Quatre vingt-sept ans mon Bon Nouvel Ami… et il travaille depuis des heures à sauver l’olivier qui a eu la bonne idée de grandir juste à côté de la petite table carrée couverte d’une nappe à carreaux vert et blanc où je me suis installée avec mon cahier d’écriture, histoire de raconter une histoire…

Attendez un peu… Je vais lui demander si je peux le prendre en photo… 

… Voilà!

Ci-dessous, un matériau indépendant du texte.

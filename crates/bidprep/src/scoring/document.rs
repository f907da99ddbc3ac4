use serde::Deserialize;
use std::collections::{BTreeMap, HashMap};
use std::path::{Path, PathBuf};
use tracing::warn;

/// Failure to load an agency rule document.
#[derive(Debug, thiserror::Error)]
pub enum RuleDocumentError {
    #[error("failed to read rule document {}: {source}", path.display())]
    Io {
        path: PathBuf,
        #[source]
        source: std::io::Error,
    },
    #[error("invalid rule document: {0}")]
    Parse(#[from] serde_json::Error),
}

/// Root of a rule document: one rule set per procuring agency.
#[derive(Debug, Clone, PartialEq, Deserialize)]
pub struct RuleDocument {
    #[serde(default)]
    pub agencies: Vec<AgencyRuleSet>,
}

#[derive(Debug, Clone, PartialEq, Deserialize)]
pub struct AgencyRuleSet {
    pub id: String,
    #[serde(default)]
    pub name: Option<String>,
    #[serde(default)]
    pub tiers: Vec<Tier>,
}

/// Amount-scoped rule bundle. `max_amount` of `None` is open-ended.
#[derive(Debug, Clone, PartialEq, Deserialize)]
#[serde(rename_all = "camelCase")]
pub struct Tier {
    #[serde(default)]
    pub min_amount: Option<f64>,
    #[serde(default)]
    pub max_amount: Option<f64>,
    #[serde(default)]
    pub rules: TierRules,
}

impl Tier {
    pub fn lower_bound(&self) -> f64 {
        self.min_amount.unwrap_or(0.0)
    }

    /// Inclusive lower bound, exclusive upper bound.
    pub fn contains(&self, amount: f64) -> bool {
        amount >= self.lower_bound() && self.max_amount.map_or(true, |max| amount < max)
    }
}

#[derive(Debug, Clone, Default, PartialEq, Deserialize)]
pub struct TierRules {
    #[serde(default)]
    pub management: Option<ManagementRules>,
}

#[derive(Debug, Clone, Default, PartialEq, Deserialize)]
#[serde(rename_all = "camelCase")]
pub struct ManagementRules {
    #[serde(default)]
    pub method_selection: MethodSelection,
    #[serde(default)]
    pub rounding: Option<Rounding>,
    #[serde(default)]
    pub methods: Vec<ManagementMethod>,
}

impl ManagementRules {
    pub fn composite(&self) -> Option<&BTreeMap<String, ComponentRule>> {
        self.methods.iter().find_map(|method| match method {
            ManagementMethod::Composite { components } => Some(components),
            _ => None,
        })
    }

    pub fn grade_table(&self) -> Option<&[GradeScore]> {
        self.methods.iter().find_map(|method| match method {
            ManagementMethod::Credit { grade_table } => Some(grade_table.as_slice()),
            _ => None,
        })
    }
}

/// How composite and credit candidates combine. Anything but `"sum"` is `Max`.
#[derive(Debug, Clone, Copy, Default, PartialEq, Eq, Deserialize)]
#[serde(from = "String")]
pub enum MethodSelection {
    #[default]
    Max,
    Sum,
}

impl From<String> for MethodSelection {
    fn from(value: String) -> Self {
        match value.trim().to_ascii_lowercase().as_str() {
            "sum" => Self::Sum,
            _ => Self::Max,
        }
    }
}

#[derive(Debug, Clone, Copy, Default, PartialEq, Eq, Deserialize)]
pub struct Rounding {
    #[serde(default)]
    pub method: RoundingMethod,
    #[serde(default)]
    pub digits: u32,
}

/// Anything but `"truncate"` rounds to nearest.
#[derive(Debug, Clone, Copy, Default, PartialEq, Eq, Deserialize)]
#[serde(from = "String")]
pub enum RoundingMethod {
    Truncate,
    #[default]
    Round,
}

impl From<String> for RoundingMethod {
    fn from(value: String) -> Self {
        match value.trim().to_ascii_lowercase().as_str() {
            "truncate" => Self::Truncate,
            _ => Self::Round,
        }
    }
}

#[derive(Debug, Clone, PartialEq, Deserialize)]
#[serde(tag = "id", rename_all = "lowercase")]
pub enum ManagementMethod {
    Composite {
        #[serde(default)]
        components: BTreeMap<String, ComponentRule>,
    },
    Credit {
        #[serde(default, rename = "gradeTable")]
        grade_table: Vec<GradeScore>,
    },
    #[serde(other)]
    Unsupported,
}

/// Ordered thresholds for one composite field; the first match wins.
#[derive(Debug, Clone, PartialEq, Deserialize)]
pub struct ComponentRule {
    #[serde(default)]
    pub thresholds: Vec<Threshold>,
    #[serde(default = "default_scale")]
    pub scale: f64,
}

fn default_scale() -> f64 {
    1.0
}

#[derive(Debug, Clone, Copy, PartialEq)]
pub enum Comparator {
    Lt(f64),
    Lte(f64),
    Gt(f64),
    Gte(f64),
    LtYears(f64),
    GteYears(f64),
    /// `gte` and `lt` together: `lower <= value < upper`.
    Band { lower: f64, upper: f64 },
    /// No usable comparator was declared; never matches.
    Unusable,
}

impl Comparator {
    pub fn holds(self, value: f64) -> bool {
        match self {
            Comparator::Lt(bound) | Comparator::LtYears(bound) => value < bound,
            Comparator::Lte(bound) => value <= bound,
            Comparator::Gt(bound) => value > bound,
            Comparator::Gte(bound) | Comparator::GteYears(bound) => value >= bound,
            Comparator::Band { lower, upper } => value >= lower && value < upper,
            Comparator::Unusable => false,
        }
    }
}

#[derive(Debug, Clone, Copy, PartialEq, Deserialize)]
#[serde(from = "RawThreshold")]
pub struct Threshold {
    pub comparator: Comparator,
    pub score: f64,
}

#[derive(Deserialize)]
#[serde(rename_all = "camelCase")]
struct RawThreshold {
    lt: Option<f64>,
    lte: Option<f64>,
    gt: Option<f64>,
    gte: Option<f64>,
    lt_years: Option<f64>,
    gte_years: Option<f64>,
    score: f64,
}

impl From<RawThreshold> for Threshold {
    fn from(raw: RawThreshold) -> Self {
        let comparator = match raw {
            RawThreshold {
                gte: Some(lower),
                lt: Some(upper),
                lte: None,
                gt: None,
                lt_years: None,
                gte_years: None,
                ..
            } => Comparator::Band { lower, upper },
            _ => {
                let declared: Vec<Comparator> = [
                    raw.lt.map(Comparator::Lt),
                    raw.lte.map(Comparator::Lte),
                    raw.gt.map(Comparator::Gt),
                    raw.gte.map(Comparator::Gte),
                    raw.lt_years.map(Comparator::LtYears),
                    raw.gte_years.map(Comparator::GteYears),
                ]
                .into_iter()
                .flatten()
                .collect();

                match declared.as_slice() {
                    [comparator] => *comparator,
                    _ => {
                        warn!(
                            comparators = declared.len(),
                            score = raw.score,
                            "threshold needs one comparator (or a gte/lt band); it will never match"
                        );
                        Comparator::Unusable
                    }
                }
            }
        };

        Threshold {
            comparator,
            score: raw.score,
        }
    }
}

#[derive(Debug, Clone, PartialEq, Deserialize)]
pub struct GradeScore {
    pub grade: String,
    pub score: f64,
}

/// Parsed rule document with agencies indexed by case-insensitive id.
#[derive(Debug, Clone, Default)]
pub struct RuleBook {
    agencies: Vec<AgencyRuleSet>,
    index: HashMap<String, usize>,
}

impl RuleBook {
    pub fn from_document(document: RuleDocument) -> Self {
        let mut index = HashMap::new();
        for (position, agency) in document.agencies.iter().enumerate() {
            index.entry(agency_key(&agency.id)).or_insert(position);
        }

        Self {
            agencies: document.agencies,
            index,
        }
    }

    pub fn from_json_str(raw: &str) -> Result<Self, RuleDocumentError> {
        let document: RuleDocument = serde_json::from_str(raw)?;
        Ok(Self::from_document(document))
    }

    pub fn from_path<P: AsRef<Path>>(path: P) -> Result<Self, RuleDocumentError> {
        let path = path.as_ref();
        let raw = std::fs::read_to_string(path).map_err(|source| RuleDocumentError::Io {
            path: path.to_path_buf(),
            source,
        })?;
        Self::from_json_str(&raw)
    }

    pub fn agency(&self, id: &str) -> Option<&AgencyRuleSet> {
        self.index
            .get(&agency_key(id))
            .and_then(|position| self.agencies.get(*position))
    }

    pub fn agencies(&self) -> &[AgencyRuleSet] {
        &self.agencies
    }
}

fn agency_key(id: &str) -> String {
    id.trim().to_lowercase()
}
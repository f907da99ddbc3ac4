//! Company registry extraction from irregularly laid-out workbooks.

mod cache;
mod domain;
mod export;
mod extractor;
mod grid;
mod normalizer;
mod scanner;
mod search;
mod workbook;

pub use cache::{RegistryCache, RegistrySnapshot};
pub use domain::{CompanyEntry, RegistryStats, SheetCount};
pub use export::write_csv;
pub use extractor::{
    extract_sheet, extract_workbook, to_number, Attribute, SheetLayout, COMPANY_NAME_MARKER,
};
pub use grid::{CellGrid, CellValue, MergeRange, Worksheet};
pub use normalizer::{
    clean_display_name, extract_manager_name, extract_manager_name_with_strategy,
    normalize_name, ManagerNameStrategy, MANAGER_NAME_CASCADE,
};
pub use scanner::{scan_anchors, Anchor};
pub use search::{display_label, find_entry, search};
pub use workbook::{FileSystemProbe, ModifiedTimeProbe, WorkbookSource, XlsxWorkbookSource};

use std::path::PathBuf;

/// Failures that require the caller to pick or repair a registry source.
#[derive(Debug, thiserror::Error)]
pub enum RegistryError {
    #[error("registry source unavailable at {}: {source}", path.display())]
    SourceUnavailable {
        path: PathBuf,
        #[source]
        source: std::io::Error,
    },
    #[error("failed to read registry workbook {}: {source}", path.display())]
    Workbook {
        path: PathBuf,
        #[source]
        source: calamine::XlsxError,
    },
    #[error("failed to write registry export: {0}")]
    Export(#[from] csv::Error),
}
use serde::{Deserialize, Serialize};

use super::normalizer::{extract_manager_name, normalize_name};

/// One company column materialized from a registry worksheet.
///
/// Entries are built once by the extractor and shared read-only through
/// registry snapshots; a reload replaces the whole collection.
#[derive(Debug, Clone, PartialEq, Serialize, Deserialize)]
#[serde(rename_all = "camelCase")]
pub struct CompanyEntry {
    pub name: String,
    pub normalized_name: String,
    pub region: String,
    pub business_registration_number: String,
    pub representative: String,
    /// Percent form, e.g. `85.0` for a stored ratio of `0.85`.
    pub debt_ratio: Option<f64>,
    /// Percent form, same convention as `debt_ratio`.
    pub current_ratio: Option<f64>,
    pub business_years: Option<f64>,
    pub performance3y: Option<f64>,
    pub performance5y: Option<f64>,
    pub valuation_amount: Option<f64>,
    pub quality_evaluation: Option<f64>,
    pub credit_grade: String,
    pub notes: String,
    pub manager_name: Option<String>,
}

impl CompanyEntry {
    /// Starts an entry with every attribute empty; derived keys are filled
    /// in by [`CompanyEntry::finish`].
    pub fn blank(name: impl Into<String>, region: impl Into<String>) -> Self {
        Self {
            name: name.into(),
            normalized_name: String::new(),
            region: region.into(),
            business_registration_number: String::new(),
            representative: String::new(),
            debt_ratio: None,
            current_ratio: None,
            business_years: None,
            performance3y: None,
            performance5y: None,
            valuation_amount: None,
            quality_evaluation: None,
            credit_grade: String::new(),
            notes: String::new(),
            manager_name: None,
        }
    }

    /// Derives the search key and manager name from the stored fields.
    pub fn finish(mut self) -> Self {
        self.normalized_name = normalize_name(&self.name);
        self.manager_name = extract_manager_name(&self.notes);
        self
    }
}

/// Record counts produced by a diagnostic scan.
#[derive(Debug, Clone, Default, PartialEq, Eq, Serialize)]
#[serde(rename_all = "camelCase")]
pub struct RegistryStats {
    pub total: usize,
    /// Sheets that produced at least one record, in workbook order.
    pub per_sheet: Vec<SheetCount>,
}

#[derive(Debug, Clone, PartialEq, Eq, Serialize)]
pub struct SheetCount {
    pub sheet: String,
    pub count: usize,
}
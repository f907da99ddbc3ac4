mod cli;
mod commands;
mod report;
mod workspace;

use bidprep::error::AppError;

pub fn run() -> Result<(), AppError> {
    cli::run()
}
use serde::Deserialize;
use std::path::{Path, PathBuf};
use thiserror::Error;

use crate::scoring::IndustryAverages;

#[derive(Debug, Error)]
pub enum SettingsError {
    #[error("unable to read settings file {path}")]
    Io {
        path: PathBuf,
        #[source]
        source: std::io::Error,
    },
    #[error("settings file {path} is not valid JSON")]
    Parse {
        path: PathBuf,
        #[source]
        source: serde_json::Error,
    },
}

/// Operator settings shared with the desktop front-end.
#[derive(Debug, Clone, Default, PartialEq, Deserialize)]
#[serde(rename_all = "camelCase")]
pub struct Settings {
    #[serde(default)]
    pub db_path: Option<PathBuf>,
    #[serde(default)]
    pub industry_averages: IndustryAverages,
}

impl Settings {
    /// Reads the settings file. A relative `dbPath` is resolved against the
    /// directory holding the file.
    pub fn load(path: &Path) -> Result<Self, SettingsError> {
        let raw = std::fs::read_to_string(path).map_err(|source| SettingsError::Io {
            path: path.to_path_buf(),
            source,
        })?;
        let mut settings: Settings =
            serde_json::from_str(&raw).map_err(|source| SettingsError::Parse {
                path: path.to_path_buf(),
                source,
            })?;

        settings.db_path = settings
            .db_path
            .filter(|db_path| !db_path.as_os_str().is_empty())
            .map(|db_path| match path.parent() {
                Some(base) if db_path.is_relative() => base.join(db_path),
                _ => db_path,
            });

        Ok(settings)
    }

    /// Like [`Settings::load`], but a missing file yields empty settings.
    pub fn load_or_default(path: &Path) -> Result<Self, SettingsError> {
        if path.exists() {
            Self::load(path)
        } else {
            Ok(Self::default())
        }
    }
}
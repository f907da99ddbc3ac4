use std::path::{Path, PathBuf};
use std::sync::Arc;
use std::time::SystemTime;
use tracing::{debug, info};

use super::domain::{CompanyEntry, RegistryStats, SheetCount};
use super::extractor::{extract_sheet, SheetLayout};
use super::workbook::{FileSystemProbe, ModifiedTimeProbe, WorkbookSource, XlsxWorkbookSource};
use super::RegistryError;

/// Shared, immutable view of every record loaded from one workbook.
pub type RegistrySnapshot = Arc<Vec<CompanyEntry>>;

#[derive(Debug)]
struct CacheSlot {
    path: PathBuf,
    modified: SystemTime,
    entries: RegistrySnapshot,
}

/// Memoizes workbook extraction per source path, keyed by modification time.
///
/// A reload swaps in a fresh snapshot; callers holding an earlier snapshot
/// keep seeing it unchanged. The cache does no locking of its own.
#[derive(Debug)]
pub struct RegistryCache<S = XlsxWorkbookSource, P = FileSystemProbe> {
    source: S,
    probe: P,
    layout: SheetLayout,
    slot: Option<CacheSlot>,
}

impl RegistryCache {
    pub fn new() -> Self {
        Self::with_parts(XlsxWorkbookSource, FileSystemProbe)
    }
}

impl Default for RegistryCache {
    fn default() -> Self {
        Self::new()
    }
}

impl<S, P> RegistryCache<S, P>
where
    S: WorkbookSource,
    P: ModifiedTimeProbe,
{
    pub fn with_parts(source: S, probe: P) -> Self {
        Self {
            source,
            probe,
            layout: SheetLayout::standard(),
            slot: None,
        }
    }

    pub fn with_layout(mut self, layout: SheetLayout) -> Self {
        self.layout = layout;
        self.slot = None;
        self
    }

    /// Returns the cached snapshot when `path` and its modification time are
    /// unchanged, otherwise rescans the workbook and replaces the cache.
    pub fn load(&mut self, path: &Path, force: bool) -> Result<RegistrySnapshot, RegistryError> {
        let modified = self.probe.modified(path)?;

        if !force {
            if let Some(slot) = self.matching_slot(path, modified) {
                debug!(path = %path.display(), entries = slot.entries.len(), "registry cache hit");
                return Ok(Arc::clone(&slot.entries));
            }
        }

        let sheets = self.source.read_sheets(path)?;
        let mut entries = Vec::new();
        for sheet in &sheets {
            let extracted = extract_sheet(sheet, &self.layout);
            debug!(sheet = sheet.name(), entries = extracted.len(), "sheet extracted");
            entries.extend(extracted);
        }

        info!(path = %path.display(), entries = entries.len(), force, "registry workbook scanned");

        let entries: RegistrySnapshot = Arc::new(entries);
        self.slot = Some(CacheSlot {
            path: path.to_path_buf(),
            modified,
            entries: Arc::clone(&entries),
        });

        Ok(entries)
    }

    /// True when a `load` of `path` would rescan. Costs one stat.
    pub fn is_stale(&self, path: &Path) -> Result<bool, RegistryError> {
        let modified = self.probe.modified(path)?;
        Ok(self.matching_slot(path, modified).is_none())
    }

    /// Modification time recorded for `path` at its last scan.
    pub fn cached_at(&self, path: &Path) -> Option<SystemTime> {
        self.slot
            .as_ref()
            .filter(|slot| slot.path == path)
            .map(|slot| slot.modified)
    }

    pub fn invalidate(&mut self) {
        self.slot = None;
    }

    /// Rescans `path` and reports record counts without touching the cache.
    pub fn stats(&self, path: &Path) -> Result<RegistryStats, RegistryError> {
        self.probe.modified(path)?;

        let mut stats = RegistryStats::default();
        for sheet in self.source.read_sheets(path)? {
            let count = extract_sheet(&sheet, &self.layout).len();
            stats.total += count;
            if count > 0 {
                stats.per_sheet.push(SheetCount {
                    sheet: sheet.name().to_string(),
                    count,
                });
            }
        }

        Ok(stats)
    }

    fn matching_slot(&self, path: &Path, modified: SystemTime) -> Option<&CacheSlot> {
        self.slot
            .as_ref()
            .filter(|slot| slot.path == path && slot.modified == modified)
    }
}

Il a gentiment accepté!...  

« Grazie Otello!... »

p.s. En après-midi, nous sommes retournées à Florence, y voir la Piazza Michael Angelo et son beau (et nu…) David… Tout juste le temps de prendre le Temps d’avaler un bon plat de pâtes sauce à la viande typiquement Italien…

photos:"Otello, David et la belle Florence", Toscane, septembre 2012 (bon... Otello semble plus gêné que David... je tenterai de le faire apparaître...un peu plus tard!...)


Commentaires

Le factotum a dit…
Otello, comme Otello de Verdi pour les italiens.
Mais Othello, comme Othello de Shakespeare pour les anglais.
Bon dimanche!
M. Le Factotum, merci pour l'info... Bon week-end à vous!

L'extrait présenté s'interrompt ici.